The Big data obtained gives shape to the market campaigning and brand imaging as well as influences the future customer metrics. Therefore, web logging has become one of the highly scalable methods of merging structured data format with that of the uncategorized mass metrics and information. Database management system like Apache Cassandra, Microsoft SQL Server, Microsoft Access, Oracle RDBMS, IBM DB2, Teradata are some of the major contenders in providing enterprise level data management of unstructured data, NoSQL as well as web logging solutions. Open Source Big Data tools are an important source of reviewing and processing Big Data analytics by merging the factual information obtained from unstructured data and incorporating them into the structured data as one format. Apache Hadoop, Apache storm, Lumify, Apache Samoa, HPCC Systems Big Data, Talend Open Studio for Big Data, and Elasticsearch are some of the important Open Source Big Data tool available in the market.

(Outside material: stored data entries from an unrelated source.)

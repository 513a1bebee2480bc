//! In-process implementations of the storage, directory, and notification collaborators.
//!
//! The store serializes commits behind one mutex and stages every transaction on a copy of the
//! state, so a failed guard or invariant check leaves nothing behind.

use std::collections::{BTreeMap, BTreeSet, HashMap};
use std::sync::{Arc, Mutex, MutexGuard, RwLock};

use chrono::{DateTime, Utc};
use serde::Deserialize;

use super::clock::{Clock, SystemClock};
use super::domain::{
    Application, ApplicationId, ApplicationStatus, Course, CourseId, InstitutionId, StudentId,
    SubjectGrades, INSTITUTION_APPLICATION_CAP,
};
use super::eligibility::Grade;
use super::repository::{
    AdmissionDirectory, AdmissionEvent, ApplicationStore, Committed, CourseView, EventError,
    EventPublisher, Guard, RepositoryError, Revision, StudentView, Transaction, Write,
};

#[derive(Debug, Clone, Default)]
struct StoreState {
    records: BTreeMap<ApplicationId, Application>,
    student_revisions: HashMap<StudentId, Revision>,
    course_revisions: HashMap<CourseId, Revision>,
    published_courses: BTreeSet<CourseId>,
    last_id: u64,
}

impl StoreState {
    fn student_revision(&self, student: &StudentId) -> Revision {
        self.student_revisions.get(student).copied().unwrap_or_default()
    }

    fn course_revision(&self, course: &CourseId) -> Revision {
        self.course_revisions.get(course).copied().unwrap_or_default()
    }

    fn touch_student(&mut self, student: &StudentId) {
        let next = self.student_revision(student).next();
        self.student_revisions.insert(student.clone(), next);
    }

    fn touch_course(&mut self, course: &CourseId) {
        let next = self.course_revision(course).next();
        self.course_revisions.insert(course.clone(), next);
    }

    fn check(&self, guard: &Guard) -> Result<(), RepositoryError> {
        let (found, expected) = match guard {
            Guard::Student { student, revision } => (self.student_revision(student), *revision),
            Guard::Course { course, revision } => (self.course_revision(course), *revision),
        };
        if found == expected {
            Ok(())
        } else {
            Err(RepositoryError::Conflict)
        }
    }

    fn validate_student(&self, student: &StudentId) -> Result<(), RepositoryError> {
        let mut active_per_institution: HashMap<&InstitutionId, usize> = HashMap::new();
        let mut accepted = 0usize;

        for application in self.records.values().filter(|a| &a.student == student) {
            if application.status.is_active() {
                *active_per_institution
                    .entry(&application.institution)
                    .or_default() += 1;
            }
            if application.status == ApplicationStatus::Accepted {
                accepted += 1;
            }
            if application.admission_published && !application.status.is_decided() {
                return Err(RepositoryError::InvariantViolation(format!(
                    "{} is published while still {}",
                    application.id, application.status
                )));
            }
        }

        if let Some((institution, count)) = active_per_institution
            .into_iter()
            .find(|(_, count)| *count > INSTITUTION_APPLICATION_CAP)
        {
            return Err(RepositoryError::InvariantViolation(format!(
                "{student} would hold {count} active applications at {institution}"
            )));
        }

        if accepted > 1 {
            return Err(RepositoryError::InvariantViolation(format!(
                "{student} would hold {accepted} accepted offers"
            )));
        }

        Ok(())
    }
}

/// Mutex-backed [`ApplicationStore`].
pub struct InMemoryApplicationStore {
    state: Mutex<StoreState>,
    clock: Arc<dyn Clock>,
}

impl Default for InMemoryApplicationStore {
    fn default() -> Self {
        Self::with_clock(Arc::new(SystemClock))
    }
}

impl InMemoryApplicationStore {
    pub fn with_clock(clock: Arc<dyn Clock>) -> Self {
        Self {
            state: Mutex::new(StoreState::default()),
            clock,
        }
    }

    /// Snapshot of every stored application, ordered by id.
    pub fn all(&self) -> Result<Vec<Application>, RepositoryError> {
        Ok(self.lock()?.records.values().cloned().collect())
    }

    fn lock(&self) -> Result<MutexGuard<'_, StoreState>, RepositoryError> {
        self.state
            .lock()
            .map_err(|_| RepositoryError::Unavailable("store mutex poisoned".to_string()))
    }

    fn apply_write(
        staged: &mut StoreState,
        write: Write,
        now: DateTime<Utc>,
        touched: &mut BTreeSet<StudentId>,
        committed: &mut Committed,
    ) -> Result<(), RepositoryError> {
        match write {
            Write::Insert(new) => {
                staged.last_id += 1;
                let application = Application {
                    id: ApplicationId(staged.last_id),
                    student: new.student,
                    course: new.course,
                    institution: new.institution,
                    subjects: new.subjects,
                    eligibility: new.eligibility,
                    status: ApplicationStatus::Pending,
                    decided_by: None,
                    admission_published: false,
                    applied_at: now,
                    updated_at: now,
                    version: 0,
                    history: Vec::new(),
                };
                staged.touch_student(&application.student);
                touched.insert(application.student.clone());
                committed.inserted.push(application.clone());
                staged.records.insert(application.id, application);
            }
            Write::Update(mut application) => {
                let current = staged
                    .records
                    .get(&application.id)
                    .ok_or(RepositoryError::NotFound)?;
                if current.version != application.version {
                    return Err(RepositoryError::Conflict);
                }
                if current.student != application.student
                    || current.course != application.course
                    || current.institution != application.institution
                    || current.applied_at != application.applied_at
                {
                    return Err(RepositoryError::InvariantViolation(format!(
                        "{} ownership and apply time are immutable",
                        application.id
                    )));
                }
                if current.admission_published && !application.admission_published {
                    return Err(RepositoryError::InvariantViolation(format!(
                        "{} publication cannot be withdrawn",
                        application.id
                    )));
                }

                let waitlist_changed = current.status == ApplicationStatus::Waitlisted
                    || application.status == ApplicationStatus::Waitlisted;
                application.version += 1;
                application.updated_at = now;
                staged.touch_student(&application.student);
                if waitlist_changed {
                    staged.touch_course(&application.course);
                }
                touched.insert(application.student.clone());
                committed.updated.push(application.clone());
                staged.records.insert(application.id, application);
            }
            Write::Remove { id, version } => {
                let current = staged.records.get(&id).ok_or(RepositoryError::NotFound)?;
                if current.version != version {
                    return Err(RepositoryError::Conflict);
                }
                let was_waitlisted = current.status == ApplicationStatus::Waitlisted;
                let (student, course) = (current.student.clone(), current.course.clone());
                staged.records.remove(&id);
                staged.touch_student(&student);
                if was_waitlisted {
                    staged.touch_course(&course);
                }
                touched.insert(student);
            }
            Write::PublishCourse(course) => {
                if staged.published_courses.insert(course.clone()) {
                    staged.touch_course(&course);
                }
            }
        }
        Ok(())
    }
}

impl ApplicationStore for InMemoryApplicationStore {
    fn now(&self) -> DateTime<Utc> {
        self.clock.now()
    }

    fn fetch(&self, id: ApplicationId) -> Result<Option<Application>, RepositoryError> {
        Ok(self.lock()?.records.get(&id).cloned())
    }

    fn student_view(&self, student: &StudentId) -> Result<StudentView, RepositoryError> {
        let state = self.lock()?;
        Ok(StudentView {
            student: student.clone(),
            revision: state.student_revision(student),
            applications: state
                .records
                .values()
                .filter(|application| &application.student == student)
                .cloned()
                .collect(),
        })
    }

    fn course_view(&self, course: &CourseId) -> Result<CourseView, RepositoryError> {
        let state = self.lock()?;
        Ok(CourseView {
            course: course.clone(),
            revision: state.course_revision(course),
            published: state.published_courses.contains(course),
            applications: state
                .records
                .values()
                .filter(|application| &application.course == course)
                .cloned()
                .collect(),
        })
    }

    fn commit(&self, transaction: Transaction) -> Result<Committed, RepositoryError> {
        let now = self.clock.now();
        let mut state = self.lock()?;

        for guard in &transaction.guards {
            state.check(guard)?;
        }

        let mut staged = state.clone();
        let mut touched = BTreeSet::new();
        let mut committed = Committed::default();
        for write in transaction.writes {
            Self::apply_write(&mut staged, write, now, &mut touched, &mut committed)?;
        }

        for student in &touched {
            staged.validate_student(student)?;
        }

        *state = staged;
        Ok(committed)
    }
}

/// Student profile as supplied in a seed file.
#[derive(Debug, Clone, Deserialize)]
pub struct StudentSeed {
    pub id: StudentId,
    #[serde(default)]
    pub subjects: SubjectGrades,
}

/// Students and courses used to populate an [`InMemoryDirectory`].
#[derive(Debug, Clone, Default, Deserialize)]
pub struct DirectorySeed {
    #[serde(default)]
    pub students: Vec<StudentSeed>,
    #[serde(default)]
    pub courses: Vec<Course>,
}

/// Lock-backed profile and course catalog.
#[derive(Debug, Default)]
pub struct InMemoryDirectory {
    students: RwLock<HashMap<StudentId, SubjectGrades>>,
    courses: RwLock<HashMap<CourseId, Course>>,
}

impl InMemoryDirectory {
    pub fn from_seed(seed: DirectorySeed) -> Self {
        let directory = Self::default();
        for student in seed.students {
            directory.upsert_student(student.id, student.subjects);
        }
        for course in seed.courses {
            directory.upsert_course(course);
        }
        directory
    }

    pub fn upsert_student(&self, student: StudentId, subjects: SubjectGrades) {
        self.students
            .write()
            .expect("directory lock poisoned")
            .insert(student, subjects);
    }

    /// Record or overwrite one grade on a student's profile.
    pub fn record_grade(&self, student: &StudentId, subject: &str, grade: Grade) {
        self.students
            .write()
            .expect("directory lock poisoned")
            .entry(student.clone())
            .or_default()
            .insert(subject.to_string(), grade);
    }

    pub fn upsert_course(&self, course: Course) {
        self.courses
            .write()
            .expect("directory lock poisoned")
            .insert(course.id.clone(), course);
    }
}

impl AdmissionDirectory for InMemoryDirectory {
    fn student_subjects(
        &self,
        student: &StudentId,
    ) -> Result<Option<SubjectGrades>, RepositoryError> {
        let guard = self
            .students
            .read()
            .map_err(|_| RepositoryError::Unavailable("directory lock poisoned".to_string()))?;
        Ok(guard.get(student).cloned())
    }

    fn course(&self, course: &CourseId) -> Result<Option<Course>, RepositoryError> {
        let guard = self
            .courses
            .read()
            .map_err(|_| RepositoryError::Unavailable("directory lock poisoned".to_string()))?;
        Ok(guard.get(course).cloned())
    }
}

/// Event publisher that keeps everything it is handed.
#[derive(Debug, Default, Clone)]
pub struct InMemoryEventLog {
    events: Arc<Mutex<Vec<AdmissionEvent>>>,
}

impl InMemoryEventLog {
    pub fn events(&self) -> Vec<AdmissionEvent> {
        self.events.lock().expect("event mutex poisoned").clone()
    }
}

impl EventPublisher for InMemoryEventLog {
    fn publish(&self, event: AdmissionEvent) -> Result<(), EventError> {
        self.events
            .lock()
            .map_err(|_| EventError::Transport("event mutex poisoned".to_string()))?
            .push(event);
        Ok(())
    }
}
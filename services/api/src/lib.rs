mod cli;
mod demo;
mod infra;
mod routes;
mod server;

use admission_engine::error::AppError;

pub async fn run() -> Result<(), AppError> {
    cli::run().await
}
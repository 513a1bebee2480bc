use std::sync::Arc;

use super::domain::{
    Application, ApplicationId, ApplicationStatus, CourseId, DecidedBy, Decision, InstitutionId,
    NewApplication, StudentId, INSTITUTION_APPLICATION_CAP,
};
use super::eligibility::EligibilityEvaluator;
use super::repository::{AdmissionDirectory, ApplicationStore, RepositoryError, Transaction};
use super::service::{AdmissionError, Missing};

/// Creates, decides, and withdraws applications. Each call is a single attempt; retrying on
/// conflict is the caller's business.
pub struct ApplicationLedger<S, D> {
    store: Arc<S>,
    directory: Arc<D>,
    evaluator: EligibilityEvaluator,
}

impl<S, D> ApplicationLedger<S, D>
where
    S: ApplicationStore,
    D: AdmissionDirectory,
{
    pub fn new(store: Arc<S>, directory: Arc<D>) -> Self {
        Self {
            store,
            directory,
            evaluator: EligibilityEvaluator::new(),
        }
    }

    /// Record a new pending application with a frozen copy of the student's grades.
    ///
    /// The cap and duplicate checks are committed under the student's revision, so a concurrent
    /// apply by the same student turns into `ConcurrentConflict` instead of a third application.
    pub fn apply(
        &self,
        student: &StudentId,
        course_id: &CourseId,
    ) -> Result<Application, AdmissionError> {
        let course = self
            .directory
            .course(course_id)?
            .ok_or_else(|| AdmissionError::NotFound(Missing::Course(course_id.clone())))?;
        let subjects = self
            .directory
            .student_subjects(student)?
            .ok_or_else(|| AdmissionError::NotFound(Missing::Student(student.clone())))?;
        if subjects.is_empty() {
            return Err(AdmissionError::IncompleteProfile {
                student: student.clone(),
            });
        }

        let view = self.store.student_view(student)?;
        let active: Vec<&Application> = view
            .applications
            .iter()
            .filter(|application| application.status.is_active())
            .collect();

        if let Some(existing) = active
            .iter()
            .find(|application| application.course == course.id)
        {
            return Err(AdmissionError::DuplicateApplication {
                course: course.id.clone(),
                existing: existing.id,
            });
        }

        let held = active
            .iter()
            .filter(|application| application.institution == course.institution)
            .count();
        if held >= INSTITUTION_APPLICATION_CAP {
            return Err(AdmissionError::InstitutionCapExceeded {
                institution: course.institution.clone(),
                cap: INSTITUTION_APPLICATION_CAP,
            });
        }

        let eligibility = self.evaluator.assess(&subjects, &course.requirement);
        let transaction = Transaction::new().guard_student(&view).insert(NewApplication {
            student: student.clone(),
            course: course.id.clone(),
            institution: course.institution.clone(),
            subjects,
            eligibility,
        });

        let committed = self.store.commit(transaction)?;
        committed.inserted.into_iter().next().ok_or_else(|| {
            RepositoryError::Unavailable("insert acknowledged without a record".to_string()).into()
        })
    }

    /// Apply an institution's ruling to a pending application. Publication is left untouched.
    pub fn decide(
        &self,
        institution: &InstitutionId,
        id: ApplicationId,
        decision: Decision,
    ) -> Result<Application, AdmissionError> {
        let mut application = self.load(id)?;
        if &application.institution != institution {
            return Err(AdmissionError::NotOwner("application"));
        }

        let at = self.store.now();
        application
            .transition(decision.status(), DecidedBy::Institution, at)
            .map_err(|err| AdmissionError::InvalidTransition {
                from: err.from,
                action: decision.verb(),
            })?;

        let committed = self
            .store
            .commit(Transaction::new().update(application.clone()))?;
        Ok(committed.updated.into_iter().next().unwrap_or(application))
    }

    /// Delete a still-pending application, returning what was removed.
    pub fn withdraw(
        &self,
        student: &StudentId,
        id: ApplicationId,
    ) -> Result<Application, AdmissionError> {
        let application = self.load(id)?;
        if &application.student != student {
            return Err(AdmissionError::NotOwner("application"));
        }
        if application.status != ApplicationStatus::Pending {
            return Err(AdmissionError::InvalidTransition {
                from: application.status,
                action: "withdraw",
            });
        }

        self.store.commit(Transaction::new().remove(&application))?;
        Ok(application)
    }

    fn load(&self, id: ApplicationId) -> Result<Application, AdmissionError> {
        self.store
            .fetch(id)?
            .ok_or(AdmissionError::NotFound(Missing::Application(id)))
    }
}
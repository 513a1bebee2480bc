use crate::config::TelemetryConfig;
use std::fmt;
use tracing_subscriber::filter::ParseError;
use tracing_subscriber::EnvFilter;

/// Failure to install the global tracing subscriber.
#[derive(Debug)]
pub enum TelemetryError {
    EnvFilter { value: String, source: ParseError },
    Subscriber(Box<dyn std::error::Error + Send + Sync>),
}

impl fmt::Display for TelemetryError {
    fn fmt(&self, f: &mut fmt::Formatter<'_>) -> fmt::Result {
        match self {
            TelemetryError::EnvFilter { value, .. } => {
                write!(
                    f,
                    "invalid log level/filter '{}': unable to build EnvFilter",
                    value
                )
            }
            TelemetryError::Subscriber(err) => write!(f, "telemetry error: {err}"),
        }
    }
}

impl std::error::Error for TelemetryError {
    fn source(&self) -> Option<&(dyn std::error::Error + 'static)> {
        match self {
            TelemetryError::EnvFilter { source, .. } => Some(source),
            TelemetryError::Subscriber(err) => Some(&**err),
        }
    }
}

/// Install a compact fmt subscriber; `RUST_LOG` wins over the configured level.
pub fn init(config: &TelemetryConfig) -> Result<(), TelemetryError> {
    let env_filter = match EnvFilter::try_from_default_env() {
        Ok(filter) => filter,
        Err(_) => {
            EnvFilter::try_new(&config.log_level).map_err(|source| TelemetryError::EnvFilter {
                value: config.log_level.clone(),
                source,
            })?
        }
    };

    tracing_subscriber::fmt()
        .with_env_filter(env_filter)
        .with_target(false)
        .compact()
        .with_ansi(false)
        .try_init()
        .map_err(TelemetryError::Subscriber)
}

Content Management System (CMS) of various types has been produced for businesses and enterprises over the years to manage the rapidly growing mass of unstructured data within the cloud—hybrid, public, private—system. Unstructured data are mostly part of the containers such as .doc, .ppt, tiff, .html format, therefore XML, a markup language, is used to encode the data in the containers into a specific format. The XML data are further formatted into semantic metadata model that extracts proper meaning and patterns from the arrays of scattered data. The data obtained is then leveraged to facilitate the searching of a meaningful and required data.
Data production from innumerable sources are increasing in size rapidly and taking up more storage space. Hence, there arises the need of combining the structured and unstructured data and removing the unnecessary data. Even though big data has become one of the most important sources of marketing, but giving them potential energy production will eventually leave a harmful impact on global climate.